PROBLEM TO SOLVE ::
State only how many lines below include the word "Lazy".

──────── DATA SHOWN

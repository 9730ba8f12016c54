// src/extract/catalog.rs
//! Selector catalogs for the structural pass and keyword tables for link
//! heuristics. Order matters everywhere: the first match wins.

use once_cell::sync::Lazy;
use scraper::Selector;
use tracing::error;

/// Elements that typically wrap one scholarship listing.
pub const CONTAINER_SELECTORS: &[&str] = &[
    "article",
    ".scholarship",
    ".scholarship-item",
    ".scholarship-listing",
    ".post",
    ".entry",
    ".listing-item",
    ".result-item",
    ".scholarship-card",
    ".program-card",
    ".opportunity",
    ".funding-item",
    "table.scholarships tr",
    ".scholarship-table tr",
    "ul.scholarships li",
    "ol.scholarships li",
    ".scholarship-list li",
];

pub const HEADING_SELECTORS: &[&str] = &["h1", "h2", "h3", "h4", "h5", "h6"];

pub const TITLE_CLASS_SELECTORS: &[&str] = &[
    ".title",
    ".scholarship-title",
    ".entry-title",
    ".post-title",
];

/// Links that most likely point at the listing itself.
pub const LINK_SELECTORS: &[&str] = &[
    "h1 a",
    "h2 a",
    "h3 a",
    "h4 a",
    ".title a",
    ".scholarship-title a",
    ".entry-title a",
    ".post-title a",
    "a.scholarship-link",
    "a.title-link",
    "a[href*='scholarship']",
];

/// Scholarship-adjacent words checked against a link's href and text.
pub const LINK_KEYWORDS: &[&str] = &["scholarship", "program", "grant", "funding", "apply"];

/// Words that qualify a bare anchor in the page-wide fallback pass.
pub const FALLBACK_KEYWORDS: &[&str] = &[
    "scholarship",
    "scholarships",
    "grant",
    "grants",
    "fellowship",
    "fellowships",
    "funding",
    "bursary",
    "bursaries",
    "award",
    "awards",
    "stipend",
    "stipends",
    "financial aid",
];

/// Titles must be longer than this (chars) when taken from headings or
/// title-classed elements.
pub const MIN_TITLE_CHARS: usize = 5;
/// Link text must be longer than this to stand in as a title.
pub const MIN_LINK_TITLE_CHARS: usize = 10;

#[derive(Debug, Clone, Copy, PartialEq, Eq)]
pub enum TitleStrategy {
    Heading,
    TitleClass,
    FirstLinkText,
}

pub const TITLE_STRATEGIES: &[TitleStrategy] = &[
    TitleStrategy::Heading,
    TitleStrategy::TitleClass,
    TitleStrategy::FirstLinkText,
];

#[derive(Debug, Clone, Copy, PartialEq, Eq)]
pub enum LinkStrategy {
    KnownSelector,
    KeywordLink,
    FirstUsable,
}

pub const LINK_STRATEGIES: &[LinkStrategy] = &[
    LinkStrategy::KnownSelector,
    LinkStrategy::KeywordLink,
    LinkStrategy::FirstUsable,
];

/// Catalog compiled into selectors once per process.
pub struct CompiledCatalog {
    pub containers: Vec<Selector>,
    pub headings: Vec<Selector>,
    pub title_classes: Vec<Selector>,
    pub links: Vec<Selector>,
    pub anchors: Vec<Selector>,
}

fn compile(list: &[&str]) -> Vec<Selector> {
    list.iter()
        .filter_map(|s| match Selector::parse(s) {
            Ok(sel) => Some(sel),
            Err(e) => {
                error!(target: "extract", selector = s, "invalid selector: {e:?}");
                None
            }
        })
        .collect()
}

pub static CATALOG: Lazy<CompiledCatalog> = Lazy::new(|| CompiledCatalog {
    containers: compile(CONTAINER_SELECTORS),
    headings: compile(HEADING_SELECTORS),
    title_classes: compile(TITLE_CLASS_SELECTORS),
    links: compile(LINK_SELECTORS),
    anchors: compile(&["a[href]"]),
});

#[cfg(test)]
mod tests {
    use super::*;

    #[test]
    fn every_catalog_selector_compiles() {
        assert_eq!(CATALOG.containers.len(), CONTAINER_SELECTORS.len());
        assert_eq!(CATALOG.headings.len(), HEADING_SELECTORS.len());
        assert_eq!(CATALOG.title_classes.len(), TITLE_CLASS_SELECTORS.len());
        assert_eq!(CATALOG.links.len(), LINK_SELECTORS.len());
        assert_eq!(CATALOG.anchors.len(), 1);
    }
}
// tests/github_notify.rs
//
// GitHub issue channel against a local axum server mimicking the REST API.
//
// Covered:
// - 201 -> issue number/url returned, payload carries title/body/labels and auth header
// - 401 / 404 / 422 -> typed errors
// - 403 with an exhausted rate limit -> wait, then retry succeeds
// - Notifier impl: grouped batch produces a per-country issue body

use axum::{
    extract::{Path, State},
    http::{HeaderMap, StatusCode},
    response::{IntoResponse, Response},
    routing::{get, post},
    Json, Router,
};
use chrono::Utc;
use scholarship_watcher::entry::ScholarshipEntry;
use scholarship_watcher::notify::github::{GitHubError, GitHubNotifier};
use scholarship_watcher::notify::{NotificationBatch, Notifier, NotifyOutcome};
use scholarship_watcher::relevance::CountryBuckets;
use serde_json::{json, Value};
use std::sync::atomic::{AtomicUsize, Ordering};
use std::sync::{Arc, Mutex};
use std::time::Duration;

#[derive(Clone, Default)]
struct Api {
    requests: Arc<Mutex<Vec<(Option<String>, Value)>>>,
    limited_calls: Arc<AtomicUsize>,
}

fn created(number: u64) -> Response {
    (
        StatusCode::CREATED,
        Json(json!({
            "number": number,
            "html_url": format!("https://github.com/octo/watch/issues/{number}"),
        })),
    )
        .into_response()
}

async fn create_issue(
    State(api): State<Api>,
    Path((_owner, repo)): Path<(String, String)>,
    headers: HeaderMap,
    Json(body): Json<Value>,
) -> Response {
    let auth = headers
        .get("authorization")
        .and_then(|v| v.to_str().ok())
        .map(str::to_string);
    api.requests.lock().expect("lock").push((auth, body));

    match repo.as_str() {
        "watch" => created(42),
        "unauthorized" => (StatusCode::UNAUTHORIZED, Json(json!({"message": "Bad credentials"}))).into_response(),
        "gone" => (StatusCode::NOT_FOUND, Json(json!({"message": "Not Found"}))).into_response(),
        "invalid" => (
            StatusCode::UNPROCESSABLE_ENTITY,
            Json(json!({
                "message": "Validation Failed",
                "errors": [{"resource": "Issue", "field": "title", "code": "missing_field", "message": "title is too long"}]
            })),
        )
            .into_response(),
        "limited" => {
            if api.limited_calls.fetch_add(1, Ordering::SeqCst) == 0 {
                (
                    StatusCode::FORBIDDEN,
                    [
                        ("x-ratelimit-remaining", "0".to_string()),
                        ("x-ratelimit-reset", Utc::now().timestamp().to_string()),
                    ],
                    Json(json!({"message": "API rate limit exceeded"})),
                )
                    .into_response()
            } else {
                created(7)
            }
        }
        _ => StatusCode::INTERNAL_SERVER_ERROR.into_response(),
    }
}

async fn user() -> Json<Value> {
    Json(json!({"login": "octo"}))
}

async fn spawn(api: Api) -> String {
    let app = Router::new()
        .route("/user", get(user))
        .route("/repos/{owner}/{repo}/issues", post(create_issue))
        .with_state(api);
    let listener = tokio::net::TcpListener::bind("127.0.0.1:0")
        .await
        .expect("bind test listener");
    let addr = listener.local_addr().expect("local addr");
    tokio::spawn(async move {
        axum::serve(listener, app).await.expect("serve");
    });
    format!("http://{addr}")
}

fn notifier(base: &str, repo: &str) -> GitHubNotifier {
    GitHubNotifier::new("test-token", repo)
        .expect("notifier")
        .with_api_base(base)
        .with_rate_limit_wait(Duration::from_millis(20))
}

#[tokio::test]
async fn created_issue_is_returned_and_payload_is_complete() {
    let api = Api::default();
    let base = spawn(api.clone()).await;
    let gh = notifier(&base, "octo/watch");

    assert!(gh.check_connection().await, "GET /user is 200");
    let issue = gh.create_issue("title here", "body here").await.expect("created");
    assert_eq!(issue.number, 42);
    assert_eq!(issue.html_url, "https://github.com/octo/watch/issues/42");

    let requests = api.requests.lock().expect("lock");
    let (auth, body) = &requests[0];
    assert_eq!(auth.as_deref(), Some("Bearer test-token"));
    assert_eq!(body["title"], "title here");
    assert_eq!(body["body"], "body here");
    assert_eq!(body["labels"], json!(["scholarship", "automated"]));
}

#[tokio::test]
async fn error_statuses_map_to_typed_errors() {
    let base = spawn(Api::default()).await;

    let err = notifier(&base, "octo/unauthorized").create_issue("t", "b").await.unwrap_err();
    assert_eq!(err, GitHubError::Unauthorized);

    let err = notifier(&base, "octo/gone").create_issue("t", "b").await.unwrap_err();
    assert_eq!(err, GitHubError::NotFound("octo/gone".into()));

    let err = notifier(&base, "octo/invalid").create_issue("t", "b").await.unwrap_err();
    match err {
        GitHubError::Validation(msg) => {
            assert!(msg.contains("Validation Failed"), "{msg}");
            assert!(msg.contains("title is too long"), "field details included: {msg}");
        }
        other => panic!("expected validation error, got {other:?}"),
    }

    let err = notifier(&base, "octo/exploding").create_issue("t", "b").await.unwrap_err();
    assert_eq!(err, GitHubError::Http(500));
}

#[tokio::test]
async fn rate_limit_is_waited_out_then_retried() {
    let api = Api::default();
    let base = spawn(api.clone()).await;
    let issue = notifier(&base, "octo/limited")
        .create_issue("t", "b")
        .await
        .expect("second attempt succeeds");
    assert_eq!(issue.number, 7);
    assert_eq!(api.limited_calls.load(Ordering::SeqCst), 2);
}

#[tokio::test]
async fn notifier_posts_grouped_issue() {
    let api = Api::default();
    let base = spawn(api.clone()).await;
    let gh = notifier(&base, "octo/watch");

    let mut buckets = CountryBuckets::new();
    buckets.push(
        "NO",
        "Norway",
        ScholarshipEntry::new("Oslo AI Scholarship", "https://uio.example.no/ai").annotated("NO", "Norway"),
    );
    buckets.push(
        "SE",
        "Sweden",
        ScholarshipEntry::new("KTH Cloud Grant", "https://kth.example.se/cloud").annotated("SE", "Sweden"),
    );
    let outcome = gh
        .notify(&NotificationBatch::ByCountry(buckets))
        .await
        .expect("notify ok");
    assert_eq!(
        outcome,
        NotifyOutcome::Sent {
            reference: Some("https://github.com/octo/watch/issues/42".into())
        }
    );

    let requests = api.requests.lock().expect("lock");
    let body = &requests[0].1;
    let title = body["title"].as_str().unwrap_or_default();
    let text = body["body"].as_str().unwrap_or_default();
    assert!(title.contains("2 New Scholarships Found in 2 Countries"), "title: {title}");
    assert!(text.contains("Norway"), "body lists Norway: {text}");
    assert!(text.contains("Sweden"), "body lists Sweden: {text}");
    assert!(text.contains("https://kth.example.se/cloud"));
}

#[tokio::test]
async fn failed_delivery_surfaces_as_error() {
    let base = spawn(Api::default()).await;
    let gh = notifier(&base, "octo/unauthorized");
    let batch = NotificationBatch::Flat(vec![ScholarshipEntry::new("A", "https://x.example.org/a")]);
    let err = gh.notify(&batch).await.expect_err("401 must fail the channel");
    assert!(format!("{err:#}").contains("authentication failed"), "{err:#}");
}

────────────────

EXPECTED ANSWER ::
2